In a statement Monday, the group said the appropriate people had faced trial, arguing that US executives were not involved in the day-to-day running of the majority-owned Union Carbide India Ltd.
The two-year sentences were the maximum that could be imposed after the Supreme Court in 1996 reduced the charges from culpable homicide to negligence.
"We hope that this verdict today helps to bring some closure to the victims and their families," Robert Blake, the US assistant secretary of state for South Asia, told reporters in Washington.
"But I don't expect this verdict to reopen any new inquiries or anything like that."
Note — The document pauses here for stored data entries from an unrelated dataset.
//! Rewrite destructures whose bindings are scope outputs
//!
//! When a destructuring pattern declares a variable that escapes its scope,
//! the emitter hoists the declaration to the scope boundary. The pattern
//! itself must then assign rather than declare, and every binding in the
//! pattern has to be hoisted with it so the statement stays a single
//! pattern assignment.

use crate::analysis::ScopeDeclaration;
use crate::hir::{
    DeclarationKind, Identifier, IdentifierId, Instruction, InstructionId, InstructionValue,
    ScopeId,
};
use crate::reactive::tree::{ReactiveFunction, ReactiveScopeBlock};
use crate::reactive::visit::{
    transform_function, visit_function, ReactiveTransform, ReactiveVisitor, Transformed,
};
use rustc_hash::{FxHashMap, FxHashSet};

pub fn extract_destructuring_reassignments(func: &mut ReactiveFunction) {
    let plan = plan_rewrites(func);
    if plan.rewrite.is_empty() {
        return;
    }
    let mut pass = Rewrite {
        rewrite: plan.rewrite,
        hoisted: plan.hoisted,
        identifiers: func.identifiers.clone(),
    };
    transform_function(&mut pass, func);
}

struct Plan {
    /// Destructure instructions that must become pattern reassignments
    rewrite: FxHashSet<InstructionId>,
    /// Bindings each owning scope must additionally declare
    hoisted: FxHashMap<ScopeId, Vec<IdentifierId>>,
}

fn plan_rewrites(func: &ReactiveFunction) -> Plan {
    struct Visitor {
        // innermost last; (scope id, declared identifiers)
        stack: Vec<(ScopeId, FxHashSet<IdentifierId>)>,
        rewrite: FxHashSet<InstructionId>,
        hoisted: FxHashMap<ScopeId, Vec<IdentifierId>>,
    }
    impl ReactiveVisitor for Visitor {
        fn enter_scope(&mut self, block: &ReactiveScopeBlock, pruned: bool) {
            if !pruned {
                self.stack.push((
                    block.scope.id,
                    block.scope.declarations.keys().copied().collect(),
                ));
            }
        }

        fn exit_scope(&mut self, _block: &ReactiveScopeBlock, pruned: bool) {
            if !pruned {
                self.stack.pop();
            }
        }

        fn visit_instruction(&mut self, instruction: &Instruction) {
            let InstructionValue::Destructure { bindings, kind, .. } = &instruction.value else {
                return;
            };
            if *kind == DeclarationKind::Reassign {
                return;
            }
            let owner = self.stack.iter().rev().find(|(_, declared)| {
                bindings
                    .iter()
                    .any(|binding| declared.contains(&binding.place.identifier))
            });
            if let Some((scope, declared)) = owner {
                self.rewrite.insert(instruction.id);
                let extra = self.hoisted.entry(*scope).or_default();
                for binding in bindings {
                    if !declared.contains(&binding.place.identifier) {
                        extra.push(binding.place.identifier);
                    }
                }
            }
        }
    }

    let mut visitor = Visitor {
        stack: Vec::new(),
        rewrite: FxHashSet::default(),
        hoisted: FxHashMap::default(),
    };
    visit_function(&mut visitor, func);
    Plan {
        rewrite: visitor.rewrite,
        hoisted: visitor.hoisted,
    }
}

struct Rewrite {
    rewrite: FxHashSet<InstructionId>,
    hoisted: FxHashMap<ScopeId, Vec<IdentifierId>>,
    identifiers: FxHashMap<IdentifierId, Identifier>,
}

impl ReactiveTransform for Rewrite {
    fn transform_instruction(&mut self, instruction: &mut Instruction) -> Transformed {
        if self.rewrite.contains(&instruction.id) {
            if let InstructionValue::Destructure { kind, .. } = &mut instruction.value {
                *kind = DeclarationKind::Reassign;
            }
        }
        Transformed::Keep
    }

    fn transform_scope(&mut self, block: &mut ReactiveScopeBlock, pruned: bool) -> Transformed {
        if pruned {
            return Transformed::Keep;
        }
        if let Some(extra) = self.hoisted.remove(&block.scope.id) {
            for id in extra {
                if let Some(identifier) = self.identifiers.get(&id) {
                    block.scope.declarations.entry(id).or_insert(ScopeDeclaration {
                        identifier: identifier.clone(),
                        scope: block.scope.id,
                    });
                }
            }
        }
        Transformed::Keep
    }
}

#[cfg(test)]
mod tests {
    use super::*;
    use crate::analysis::ReactiveScope;
    use crate::hir::{
        DestructureBinding, Effect, InstructionRange, PatternKey, Place, Span,
    };
    use crate::reactive::tree::ReactiveStatement;

    fn destructure(id: u32, bindings: &[u32], kind: DeclarationKind) -> ReactiveStatement {
        ReactiveStatement::Instruction(Instruction {
            id: InstructionId(id),
            lvalue: None,
            value: InstructionValue::Destructure {
                bindings: bindings
                    .iter()
                    .enumerate()
                    .map(|(index, binding)| DestructureBinding {
                        key: PatternKey::Index(index as u32),
                        place: Place::new(IdentifierId(*binding), Effect::Store),
                    })
                    .collect(),
                value: Place::new(IdentifierId(9), Effect::Read),
                kind,
            },
            span: Span::default(),
        })
    }

    fn scope_declaring(id: u32, declared: &[u32]) -> ReactiveScope {
        ReactiveScope {
            id: ScopeId(id),
            range: InstructionRange::new(InstructionId(0), InstructionId(10)),
            dependencies: vec![],
            declarations: declared
                .iter()
                .map(|d| {
                    (
                        IdentifierId(*d),
                        ScopeDeclaration {
                            identifier: Identifier::named(IdentifierId(*d), "x"),
                            scope: ScopeId(id),
                        },
                    )
                })
                .collect(),
            reassignments: FxHashSet::default(),
            early_return_value: None,
            span: Span::default(),
        }
    }

    fn function(body: Vec<ReactiveStatement>, identifiers: Vec<Identifier>) -> ReactiveFunction {
        ReactiveFunction {
            name: None,
            params: vec![],
            body,
            identifiers: identifiers.into_iter().map(|i| (i.id, i)).collect(),
            next_identifier_id: 20,
            next_instruction_id: 20,
            span: Span::default(),
        }
    }

    #[test]
    fn test_escaping_binding_turns_pattern_into_reassignment() {
        let mut func = function(
            vec![ReactiveStatement::Scope(ReactiveScopeBlock {
                scope: scope_declaring(0, &[1]),
                body: vec![destructure(0, &[1, 2], DeclarationKind::Const)],
            })],
            vec![
                Identifier::named(IdentifierId(1), "a"),
                Identifier::named(IdentifierId(2), "b"),
            ],
        );
        extract_destructuring_reassignments(&mut func);
        let ReactiveStatement::Scope(block) = &func.body[0] else {
            panic!("expected scope");
        };
        let ReactiveStatement::Instruction(instr) = &block.body[0] else {
            panic!("expected instruction");
        };
        let InstructionValue::Destructure { kind, .. } = &instr.value else {
            panic!("expected destructure");
        };
        assert_eq!(*kind, DeclarationKind::Reassign);
        // The sibling binding is hoisted with it
        assert!(block.scope.declarations.contains_key(&IdentifierId(2)));
        assert_eq!(
            block.scope.declarations[&IdentifierId(2)].scope,
            block.scope.id
        );
    }

    #[test]
    fn test_local_pattern_is_left_alone() {
        let mut func = function(
            vec![ReactiveStatement::Scope(ReactiveScopeBlock {
                scope: scope_declaring(0, &[5]),
                body: vec![destructure(0, &[1, 2], DeclarationKind::Const)],
            })],
            vec![
                Identifier::named(IdentifierId(1), "a"),
                Identifier::named(IdentifierId(2), "b"),
            ],
        );
        extract_destructuring_reassignments(&mut func);
        let ReactiveStatement::Scope(block) = &func.body[0] else {
            panic!("expected scope");
        };
        let ReactiveStatement::Instruction(instr) = &block.body[0] else {
            panic!("expected instruction");
        };
        let InstructionValue::Destructure { kind, .. } = &instr.value else {
            panic!("expected destructure");
        };
        assert_eq!(*kind, DeclarationKind::Const);
        assert!(!block.scope.declarations.contains_key(&IdentifierId(2)));
    }

    #[test]
    fn test_rerunning_changes_nothing_more() {
        let mut func = function(
            vec![ReactiveStatement::Scope(ReactiveScopeBlock {
                scope: scope_declaring(0, &[1]),
                body: vec![destructure(0, &[1, 2], DeclarationKind::Let)],
            })],
            vec![
                Identifier::named(IdentifierId(1), "a"),
                Identifier::named(IdentifierId(2), "b"),
            ],
        );
        extract_destructuring_reassignments(&mut func);
        let snapshot = format!("{func:?}");
        extract_destructuring_reassignments(&mut func);
        assert_eq!(format!("{func:?}"), snapshot);
    }
}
The disaster happened on December 3, 1984 when a lethal plume of gas escaped from a storage tank at the Union Carbide pesticide factory, killing thousands in the surrounding slums and residential area.
Government figures put the death toll at 3,500 within three days of the leak, but independent data from the state-run Indian Council of Medical Research puts the figure at between 8,000 and 10,000 in the same period.
The ICMR has said that up to 1994, 25,000 people also died from the consequences of gas exposure, and victims groups say many still suffer the effects.
After the verdicts, others saw repercussions for controversial legislation that the ruling Congress-led government is trying to pass to limit the liabilities of US nuclear firms operating in India.
The Civil Liability for Nuclear Damage Bill would put a 110-million-dollar cap on compensation that reactor operators would have to pay and exempt equipment suppliers in the event of an accident.
The measure is key to putting into operation a 2008 civilian nuclear agreement with the United States that will give India access to US nuclear technology.
"There is a need to take note of the lessons learnt (from the Bhopal case) while looking at (issues such as) investigation, liability, compensation and punishment," Law Minister M. Veerappa Moily said, The Hindu newspaper reported.